The Use of Machine Learning in Predicting the Economic Performance of the ASTEP Solar Thermal System

Abstract

A ridge regression model developed in Python was used to predict the economic performance of an innovative solar thermal system called ASTEP. The system was applied to the industrial processes of two end-users, Mandrekas (MAND) and Arcelor Mittal (AMTP). The ASTEP system was designed to supply thermal energy up to 400 °C and consist of three main components: a novel rotary Fresnel Sundial, thermal energy storage (TES) and a control system. The actual levelized cost of energy (LCOE) of the ASTEP system and four other solar thermal plants as presented in the literature were used to evaluate the ability of the ridge regression model to predict their LCOE values. The plant capacity of the ASTEP system is 25 kW, while the capacities of the other plants are 5 MW–50 MW. The model was trained using data from plants with capacities of 5 MW–50 MW as these were the data available in the literature. The actual and predicted LCOE values were compared and the results showed a prediction error of 2.17–4.72 cents/kWh for the four solar thermal plants, 15.64 cents/kWh for AMTP and 17.98 cents/kWh for MAND’s ASTEP system.
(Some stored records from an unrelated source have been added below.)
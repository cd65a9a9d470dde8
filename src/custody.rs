//! Hash-linked custody history.
//!
//! Each committed count change appends one event whose hash covers the
//! previous event's hash, so any edit or deletion in the middle of a
//! medication's history is detectable.

use chrono::NaiveDateTime;
use rusqlite::Connection;
use serde::Serialize;
use sha2::{Digest, Sha256};
use uuid::Uuid;

use crate::db::repository::format_datetime;
use crate::db::{self, DatabaseError};
use crate::error::CustodyError;
use crate::models::enums::CustodyCause;
use crate::models::CustodyRecord;

/// Link target of the first event in every medication's chain.
pub const GENESIS_HASH: &str = "0000000000000000000000000000000000000000000000000000000000000000";

/// SHA-256 over the pipe-joined event fields, lowercase hex.
pub fn custody_hash(
    prev_hash: &str,
    medication_id: &Uuid,
    cause: CustodyCause,
    cause_ref: &str,
    delta: i64,
    resulting_count: i64,
    recorded_at: &NaiveDateTime,
) -> String {
    let mut hasher = Sha256::new();
    hasher.update(
        format!(
            "{prev_hash}|{medication_id}|{}|{cause_ref}|{delta}|{resulting_count}|{}",
            cause.as_str(),
            format_datetime(recorded_at),
        )
        .as_bytes(),
    );
    format!("{:x}", hasher.finalize())
}

fn record_hash(record: &CustodyRecord) -> String {
    custody_hash(
        &record.prev_hash,
        &record.medication_id,
        record.cause,
        &record.cause_ref,
        record.delta,
        record.resulting_count,
        &record.recorded_at,
    )
}

/// Append the next link for `medication_id`. Must run inside the transaction
/// that applied the count change.
pub fn append_custody_record(
    conn: &Connection,
    medication_id: &Uuid,
    cause: CustodyCause,
    cause_ref: &str,
    delta: i64,
    resulting_count: i64,
    recorded_at: NaiveDateTime,
) -> Result<CustodyRecord, DatabaseError> {
    let prev_hash =
        db::last_custody_hash(conn, medication_id)?.unwrap_or_else(|| GENESIS_HASH.to_string());

    let mut record = CustodyRecord {
        id: 0,
        medication_id: *medication_id,
        cause,
        cause_ref: cause_ref.to_string(),
        delta,
        resulting_count,
        recorded_at,
        prev_hash,
        hash: String::new(),
    };
    record.hash = record_hash(&record);
    record.id = db::insert_custody_record(conn, &record)?;
    Ok(record)
}

/// Outcome of re-walking a medication's custody chain.
#[derive(Debug, Clone, PartialEq, Serialize)]
pub struct CustodyVerification {
    pub medication_id: Uuid,
    pub event_count: usize,
    pub live_count: i64,
    pub chain_total: i64,
    pub intact: bool,
    /// First event that fails linkage, hashing or running-sum checks.
    pub first_broken_event: Option<i64>,
    pub problem: Option<String>,
}

pub fn get_custody_history(
    conn: &Connection,
    medication_id: &Uuid,
) -> Result<Vec<CustodyRecord>, CustodyError> {
    if db::get_medication_count(conn, medication_id)?.is_none() {
        return Err(CustodyError::not_found("Medication", medication_id));
    }
    Ok(db::list_custody_records(conn, medication_id)?)
}

/// Recompute the chain and compare its total with the live count.
pub fn verify_custody_chain(
    conn: &Connection,
    medication_id: &Uuid,
) -> Result<CustodyVerification, CustodyError> {
    let live_count = db::get_medication_count(conn, medication_id)?
        .ok_or_else(|| CustodyError::not_found("Medication", medication_id))?;
    let records = db::list_custody_records(conn, medication_id)?;

    let mut verification = CustodyVerification {
        medication_id: *medication_id,
        event_count: records.len(),
        live_count,
        chain_total: 0,
        intact: true,
        first_broken_event: None,
        problem: None,
    };

    let mut expected_prev = GENESIS_HASH.to_string();
    let mut running = 0i64;
    for record in &records {
        running += record.delta;

        let problem = if record.prev_hash != expected_prev {
            Some("link does not match previous event")
        } else if record_hash(record) != record.hash {
            Some("hash does not match event contents")
        } else if record.resulting_count != running {
            Some("resulting count does not match running total")
        } else {
            None
        };

        if let Some(problem) = problem {
            if verification.intact {
                verification.intact = false;
                verification.first_broken_event = Some(record.id);
                verification.problem = Some(problem.to_string());
            }
        }
        expected_prev = record.hash.clone();
    }
    verification.chain_total = running;

    if verification.intact && running != live_count {
        verification.intact = false;
        verification.problem = Some(format!(
            "chain total {running} differs from live count {live_count}"
        ));
    }

    if !verification.intact {
        tracing::warn!(
            medication_id = %medication_id,
            first_broken_event = ?verification.first_broken_event,
            problem = ?verification.problem,
            "Custody chain verification failed"
        );
    }

    Ok(verification)
}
These findings indicate that the model has lower prediction error for solar thermal plants with capacities of 5 MW–50 MW, but higher prediction error for smaller capacity plants of less than 1 MW. It is recommended that more studies be conducted on the economic performance of small capacity plants, enabling sufficient data to be available to train machine learning (ML) models, resulting in higher prediction accuracy of the LCOE of these plants.